Entity-Context-Based Search Suggestion

TU Darmstadt Summer Term 2019 Data Management Project

Introdcution

Elasticsearch is now a very popular search engine based on Lucene. But we think, in future the simple keywords search is not enough.
Therefore we consider to merge the machine learning technology, especially word embeddings into traditional search engine.

Implementation

  1. Elasticsearch development framework was forked from https://github.com/panholly/esfilesearch.

  2. Tensorflow model was trained and saved in Google Colaboratory, and then loaded by java code locally.

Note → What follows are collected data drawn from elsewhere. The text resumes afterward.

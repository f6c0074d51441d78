use std::io::BufReader;

use idpo_mdl::read::MdlReader;
use idpo_mdl::write::{SceneWriter, SceneWriterSettings};
use tracing::info;

use crate::prelude::*;

#[allow(unused_imports)]
mod prelude {
    pub use std::path::{Path, PathBuf};

    pub use anyhow::{Context, Result as AnyResult, bail};
}

mod util;

#[derive(clap::Parser, Debug)]
#[command(version, about = "Convert Quake MDL models into JSON scene files.")]
struct Cli {
    #[command(flatten)]
    paths: InOutPaths,
}

#[derive(clap::Args, Debug)]
struct InOutPaths {
    /// Path to the input MDL file
    in_file: PathBuf,
    /// Path to the output file (if unspecified, `<model name>.json` in the
    /// current directory)
    out_file: Option<PathBuf>,
}

fn run_command(cli: &Cli) -> AnyResult<()> {
    let in_file = &cli.paths.in_file;
    let model_name = util::model_name(in_file)?;
    let out_file = cli
        .paths
        .out_file
        .clone()
        .unwrap_or_else(|| util::default_output_path(&model_name));

    let infile = std::fs::File::open(in_file)
        .context("Could not open input file")?;
    let reader = MdlReader::init(BufReader::new(infile))
        .context("Cannot decode MDL header")?;
    let model = reader.read_model()
        .context("Cannot decode MDL model data")?;

    // Encode fully before touching the output path, so a bad model never
    // leaves a file behind.
    let json = SceneWriter::new_with_settings(
        SceneWriterSettings::default(),
        &model_name,
    )
    .write_to_vec(&model)
    .context("Cannot encode scene")?;
    util::write_output(&out_file, &json)?;

    info!(path = %out_file.display(), "wrote scene");
    Ok(())
}

fn setup_logging() {
    use tracing_subscriber::EnvFilter;

    let filter = EnvFilter::try_from_default_env()
        .unwrap_or_else(|_| EnvFilter::new("warn"));
    tracing_subscriber::fmt()
        .with_env_filter(filter)
        .with_writer(std::io::stderr)
        .init();
}

fn main() {
    use clap::Parser;
    let cli = Cli::parse();

    setup_logging();

    if let Err(e) = run_command(&cli) {
        eprintln!("Error: {:#}", e);
        std::process::exit(2);
    }
}
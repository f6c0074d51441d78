pub mod header;
pub mod records;

pub mod read;
pub mod write;

pub mod io;

pub mod model;
pub mod scene;

/// "IDPO" as a little-endian `u32`.
pub const MAGIC: u32 = u32::from_le_bytes(*b"IDPO");
pub const FORMAT_VERSION: u32 = 6;
/// Size of the fixed name buffer stored with every frame.
pub const FRAME_NAME_LEN: usize = 16;
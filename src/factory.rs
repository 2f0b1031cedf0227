//! Free-function constructors.
//!
//! `lazy` and `lazy_ex` accept either a provider or a cell that already wraps
//! one. An existing cell is returned unchanged instead of being wrapped twice,
//! and keeps its own reset-after-close setting.

use crate::{AsyncLazy, Lazy, TryLazy};

/// Anything that can become a [`Lazy<T>`].
pub trait IntoLazy<T> {
   fn into_lazy(self, reset_after_close: bool) -> Lazy<T>;
}

impl<T, F> IntoLazy<T> for F
where
   F: Fn() -> T + Send + Sync + 'static,
{
   #[inline]
   fn into_lazy(self, reset_after_close: bool) -> Lazy<T> {
      Lazy::with_reset(self, reset_after_close)
   }
}

impl<T> IntoLazy<T> for Lazy<T> {
   #[inline]
   fn into_lazy(self, _reset_after_close: bool) -> Lazy<T> {
      self
   }
}

/// Anything that can become a [`TryLazy<T, E>`].
pub trait IntoTryLazy<T, E> {
   fn into_try_lazy(self, reset_after_close: bool) -> TryLazy<T, E>;
}

impl<T, E, F> IntoTryLazy<T, E> for F
where
   F: Fn() -> Result<T, E> + Send + Sync + 'static,
{
   #[inline]
   fn into_try_lazy(self, reset_after_close: bool) -> TryLazy<T, E> {
      TryLazy::with_reset(self, reset_after_close)
   }
}

impl<T, E> IntoTryLazy<T, E> for TryLazy<T, E> {
   #[inline]
   fn into_try_lazy(self, _reset_after_close: bool) -> TryLazy<T, E> {
      self
   }
}

/// Wraps `supplier` in a [`Lazy`] that resets after close.
///
/// ```rust
/// use memo_once::{lazy, Lazy};
///
/// let cell: Lazy<u32> = lazy(|| 7);
/// let value = cell.get();
/// let same = lazy(cell);
/// assert!(std::sync::Arc::ptr_eq(&value, &same.get()));
/// ```
#[inline]
pub fn lazy<T, S: IntoLazy<T>>(supplier: S) -> Lazy<T> {
   supplier.into_lazy(true)
}

/// Wraps `supplier` in a [`Lazy`] with the given reset-after-close behavior.
#[inline]
pub fn lazy_with<T, S: IntoLazy<T>>(supplier: S, reset_after_close: bool) -> Lazy<T> {
   supplier.into_lazy(reset_after_close)
}

/// Wraps a fallible `supplier` in a [`TryLazy`] that resets after close.
#[inline]
pub fn lazy_ex<T, E, S: IntoTryLazy<T, E>>(supplier: S) -> TryLazy<T, E> {
   supplier.into_try_lazy(true)
}

/// Wraps a fallible `supplier` in a [`TryLazy`] with the given reset-after-close behavior.
#[inline]
pub fn lazy_ex_with<T, E, S: IntoTryLazy<T, E>>(
   supplier: S,
   reset_after_close: bool,
) -> TryLazy<T, E> {
   supplier.into_try_lazy(reset_after_close)
}

/// Builds an [`AsyncLazy`], naming its worker thread if `worker_name` is given.
pub fn async_lazy<T, F, P>(inner: F, pending: P, worker_name: Option<&str>) -> AsyncLazy<T>
where
   T: Clone + Send + Sync + 'static,
   F: Fn() -> T + Send + Sync + 'static,
   P: Fn() -> T + Send + Sync + 'static,
{
   let builder = AsyncLazy::builder(inner, pending);
   match worker_name {
      Some(name) => builder.worker_name(name),
      None => builder,
   }
   .build()
}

  3. Loaded training model used for entity suggestion, the entity autocompletion function is implemented based on trieTree structure

Environment

Elasticsearch 7.2.0

Mysql 8.0.13

Entity Embedding

rather than using single word embedding in traiditional NLP task, in this assignment we use the specific entity embedding
for model training and predicting.

Result

Valid result after 50 epochs with windows_size = 10 :

  • Nearest to donald_trump: toby_keith, yemen, superfund, eric_schmidt, max_rose, adam_goldman, united_states_office_of_special_counsel, appalachian_trail,
  • Nearest to china: xi_jinping, central_military_commission, china_daily, lindsay_kemp, dandong, ashok_rajagopalan, rupert_brooke, forum_on_chinaafrica_cooperation,
  • Nearest to barack_obama: melania_trump, bessie_coleman, werner_heisenberg, victor_trumper, howard_county, eileen_atkins, bobby_fischer, fayez_alsarraj,
  • Nearest to angela_merkel: christian_democratic_union_of_germany, germany, schlumberger, danube, berlin, arab_world, wiesbaden, friedrich_merz,
  • Nearest to harry_potter: j_k_rowling, shannon_hale, sheryl_crow, hogwarts, citizens_united_v_fec, ellen_muth, sofia, h_a_hellyer,
  • Nearest to olympic_games: international_olympic_committee, toshir_mut, yuriko_koike, board_of_audit, bykada, american_banker, berkeley_heights, uur_erdener,
  • Nearest to wikipedia: gerontology_research_group, konstantin_novoselov, wikipedia_community, battle_of_gettysburg, katherine_harris, college_of_william__mary, mv_tsgt_john_a_chapman, church_square,
  • Nearest to alibaba_group: jack_ma, shanghai, claude_taylor, saeb_erekat, qingdao, national_retail_federation, domain_name_system, tokyo_stock_exchange,

Figure

50 example entity vectors

entity_vector_similarity

Website demo

website_demo